In the midst of a serious health emergency, the last thing we need is the sight of two agencies of the executive department bickering over who is at fault for the outbreak of a potentially fatal disease. Yet this is exactly what the public is seeing as health officials scramble to deal with an outbreak of measles in Metro Manila, other parts of Luzon and Central and Eastern Visayas.
In the first 33 days of the year, the Regional Epidemiology and Surveillance Unit of the Health department reports, there were 560 measles-rubella cases with 14 confirmed deaths—409 percent higher than the same period last year. By Feb. 10, the department says, the death toll from the outbreak reached 70 nationwide and the number of cases has ballooned to 4,300.
Against the backdrop of these grim numbers, Health Secretary Francisco Duque III and Public Attorney's Office chief Persida Rueda-Acosta have been engaged in a word war over who is to blame.
The Health secretary and his subordinates say the PAO chief is to blame, because her aggressive campaign last year to punish those responsible for the Dengvaxia mess undermined public confidence in the government's immunization program. As a result, fewer children are being vaccinated, leaving them susceptible to infection.
The PAO chief, on the other hand, correctly observes that it is not the job of her office to distribute vaccines; that is the job of the Department of Health. She also points to Commission on Audit figures that show vaccination rates for contagious diseases such as measles declined in 2014, 2015, 2016 and 2017 – even before the Dengvaxia scare that broke out in late November 2017.
The Palace, for its part, has come to Acosta’s defense, saying she was merely doing her job to provide legal assistance to the families of children who died after receiving Dengvaxia.
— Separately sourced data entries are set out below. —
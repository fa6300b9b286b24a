//! Typed configuration parameter registry.
//!
//! A service registers the parameters it needs, parses them once at startup
//! and then reads strongly typed accessors:
//!
//! ```
//! use service_kit::config::{Config, Parameter, RedisConnectionInfo};
//!
//! let mut config = Config::new();
//! config.register(Parameter::REDIS);
//! config
//!     .parse_from(["cards-service", "--REDIS", "redis://cache.local:6379"])
//!     .expect("valid configuration");
//!
//! let redis = config.get::<RedisConnectionInfo>(&Parameter::REDIS).unwrap();
//! assert_eq!(redis.host(), "cache.local");
//! assert_eq!(redis.port(), "6379");
//! ```
//!
//! Every parameter is read from the `--NAME` flag with the `NAME`
//! environment variable as a fallback. Validation is all-or-nothing.

mod base64_param;
mod cassandra_info;
mod connection;
mod entry;
mod error;
mod parameter;
mod redis_info;
mod severity;
mod string;
mod url_param;

use std::collections::BTreeMap;
use std::ffi::OsString;
use std::time::Duration;

use clap::{Arg, ArgAction, Command};
use tracing::{debug, error, info};

pub use base64_param::Base64Parameter;
pub use cassandra_info::CassandraConnectionInfo;
pub use entry::{ParameterEntry, TypedParameter};
pub use error::{ConfigError, ConfigResult, ConnectionKind, ErrorKind};
pub use parameter::{Parameter, ParameterKind};
pub use redis_info::RedisConnectionInfo;
pub use severity::LogSeverityParameter;
pub use string::{ParameterInfo, StringParameter};
pub use url_param::UrlParameter;

/// Default HTTP read timeout.
pub const DEFAULT_HTTP_READ_TIMEOUT: Duration = Duration::from_secs(1);
/// Default HTTP write timeout.
pub const DEFAULT_HTTP_WRITE_TIMEOUT: Duration = Duration::from_secs(1);

/// Registry of the configuration parameters a process needs.
#[derive(Debug)]
pub struct Config {
    parameters: BTreeMap<Parameter, ParameterEntry>,
    http_read_timeout: Duration,
    http_write_timeout: Duration,
}

impl Default for Config {
    fn default() -> Self {
        Self {
            parameters: BTreeMap::new(),
            http_read_timeout: DEFAULT_HTTP_READ_TIMEOUT,
            http_write_timeout: DEFAULT_HTTP_WRITE_TIMEOUT,
        }
    }
}

impl Config {
    /// Create an empty registry.
    #[must_use]
    pub fn new() -> Self {
        Self::default()
    }

    /// Set the HTTP read timeout handed to the service runner.
    #[must_use]
    pub const fn with_http_read_timeout(mut self, timeout: Duration) -> Self {
        self.http_read_timeout = timeout;
        self
    }

    /// Set the HTTP write timeout handed to the service runner.
    #[must_use]
    pub const fn with_http_write_timeout(mut self, timeout: Duration) -> Self {
        self.http_write_timeout = timeout;
        self
    }

    /// Load a `.env` file from the working directory or its parents into the
    /// process environment, if one exists.
    pub fn load_dotenv() {
        match dotenvy::dotenv() {
            Ok(path) => debug!(path = %path.display(), "Loaded .env file"),
            Err(e) if e.not_found() => {}
            Err(e) => error!(error = %e, "Failed to load .env file"),
        }
    }

    /// Register a parameter with the kind predefined for its key.
    ///
    /// Registering the same key again replaces the previous entry.
    pub fn register(&mut self, param: Parameter) {
        let kind = param.kind();
        self.register_custom(param, kind);
    }

    /// Register a parameter with an explicit kind.
    pub fn register_custom(&mut self, param: Parameter, kind: ParameterKind) {
        let entry = ParameterEntry::new(&param, kind);
        self.parameters.insert(param, entry);
    }

    /// Register a custom string parameter.
    pub fn register_string(&mut self, param: Parameter) {
        self.register_custom(param, ParameterKind::String);
    }

    /// Register a custom base64-encoded parameter.
    pub fn register_base64(&mut self, param: Parameter) {
        self.register_custom(param, ParameterKind::Base64);
    }

    /// Register a custom URL parameter.
    pub fn register_url(&mut self, param: Parameter) {
        self.register_custom(param, ParameterKind::Url);
    }

    /// Number of registered parameters.
    #[must_use]
    pub fn len(&self) -> usize {
        self.parameters.len()
    }

    /// True when nothing is registered.
    #[must_use]
    pub fn is_empty(&self) -> bool {
        self.parameters.is_empty()
    }

    /// True when the key is registered.
    #[must_use]
    pub fn contains(&self, param: &Parameter) -> bool {
        self.parameters.contains_key(param)
    }

    /// Read every parameter from the process arguments and environment, then
    /// validate them all.
    ///
    /// # Errors
    ///
    /// Returns [`ConfigError::InvalidArguments`] if the arguments cannot be
    /// parsed, or the first validation failure wrapped with the parameter
    /// name and raw value. The registry must not be used after an error.
    pub fn parse(&mut self) -> ConfigResult<()> {
        self.parse_from(std::env::args_os())
    }

    /// Same as [`Config::parse`] over an explicit argument list whose first
    /// item is the binary name.
    ///
    /// # Errors
    ///
    /// See [`Config::parse`].
    pub fn parse_from<I, T>(&mut self, args: I) -> ConfigResult<()>
    where
        I: IntoIterator<Item = T>,
        T: Into<OsString> + Clone,
    {
        let command = self
            .parameters
            .values()
            .fold(command(), |command, entry| {
                command.arg(flag_for(entry.name()))
            });
        let matches = command.try_get_matches_from(args)?;

        for entry in self.parameters.values_mut() {
            let value = matches
                .try_get_one::<String>(entry.name())
                .ok()
                .flatten()
                .cloned()
                .unwrap_or_default();
            debug!(parameter = entry.name(), is_set = !value.is_empty(), "Read configuration parameter");
            entry.set_value(value);
        }

        self.validate_parameters()?;
        info!(parameters = self.parameters.len(), "Configuration parsed");
        Ok(())
    }

    /// Raw value of a parameter, or an empty string if it was never
    /// registered.
    #[must_use]
    pub fn get_value(&self, param: &Parameter) -> &str {
        self.parameters.get(param).map_or("", |entry| entry.value())
    }

    /// Typed access to a registered parameter.
    ///
    /// # Errors
    ///
    /// Returns [`ConfigError::MisregisteredParameter`] if the key is not
    /// registered or its variant does not provide `T`.
    pub fn get<T: TypedParameter>(&self, param: &Parameter) -> ConfigResult<&T> {
        self.parameters
            .get(param)
            .and_then(T::from_entry)
            .ok_or_else(|| ConfigError::misregistered(param.name(), T::CAPABILITY))
    }

    /// Connection info of the predefined `CASSANDRA` parameter.
    ///
    /// # Errors
    ///
    /// See [`Config::get`].
    pub fn cassandra_connection_info(&self) -> ConfigResult<&CassandraConnectionInfo> {
        self.get(&Parameter::CASSANDRA)
    }

    /// Connection info of the predefined `REDIS` parameter.
    ///
    /// # Errors
    ///
    /// See [`Config::get`].
    pub fn redis_connection_info(&self) -> ConfigResult<&RedisConnectionInfo> {
        self.get(&Parameter::REDIS)
    }

    /// Decoded `PRIVATE_KEY` parameter.
    ///
    /// # Errors
    ///
    /// See [`Config::get`].
    pub fn private_key_info(&self) -> ConfigResult<&Base64Parameter> {
        self.get(&Parameter::PRIVATE_KEY)
    }

    /// Decoded `PRIVATE_KEY_PASSWORD` parameter.
    ///
    /// # Errors
    ///
    /// See [`Config::get`].
    pub fn private_key_password_info(&self) -> ConfigResult<&Base64Parameter> {
        self.get(&Parameter::PRIVATE_KEY_PASSWORD)
    }

    /// `LOG_SEVERITY` parameter.
    ///
    /// # Errors
    ///
    /// See [`Config::get`].
    pub fn log_info(&self) -> ConfigResult<&LogSeverityParameter> {
        self.get(&Parameter::LOG_SEVERITY)
    }

    /// HTTP read timeout.
    #[must_use]
    pub const fn http_read_timeout(&self) -> Duration {
        self.http_read_timeout
    }

    /// HTTP write timeout.
    #[must_use]
    pub const fn http_write_timeout(&self) -> Duration {
        self.http_write_timeout
    }

    fn validate_parameters(&mut self) -> ConfigResult<()> {
        for entry in self.parameters.values_mut() {
            if let Err(e) = entry.validate() {
                error!(parameter = entry.name(), error = %e, "Configuration parameter is invalid");
                return Err(e.with_context(entry.name(), entry.value()));
            }
        }
        Ok(())
    }
}

// Parameter names own the whole flag namespace. A repeated flag keeps its
// last value.
fn command() -> Command {
    Command::new("service")
        .disable_help_flag(true)
        .disable_version_flag(true)
        .args_override_self(true)
}

fn flag_for(name: &str) -> Arg {
    Arg::new(name.to_string())
        .long(name.to_string())
        .env(name.to_string())
        .action(ArgAction::Set)
        .num_args(1)
        .default_value("")
}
Certainly, there are valid points in all these arguments, but is now really the best time to go into another round of finger pointing? How will all the bickering through the media help the children who have been infected, and protect those who have not yet been properly vaccinated?
Will the public display of discord do anything to bolster the public confidence in the government’s immunization program? We think not.
In the heat of internal disagreements and politics, both sides seem to have forgotten that they work on the same team, under the same administration. They also seem to have forgotten that their first duty is not to personal pride, but to the people who voted this government into office.
Perhaps it is time the President reminded them of this.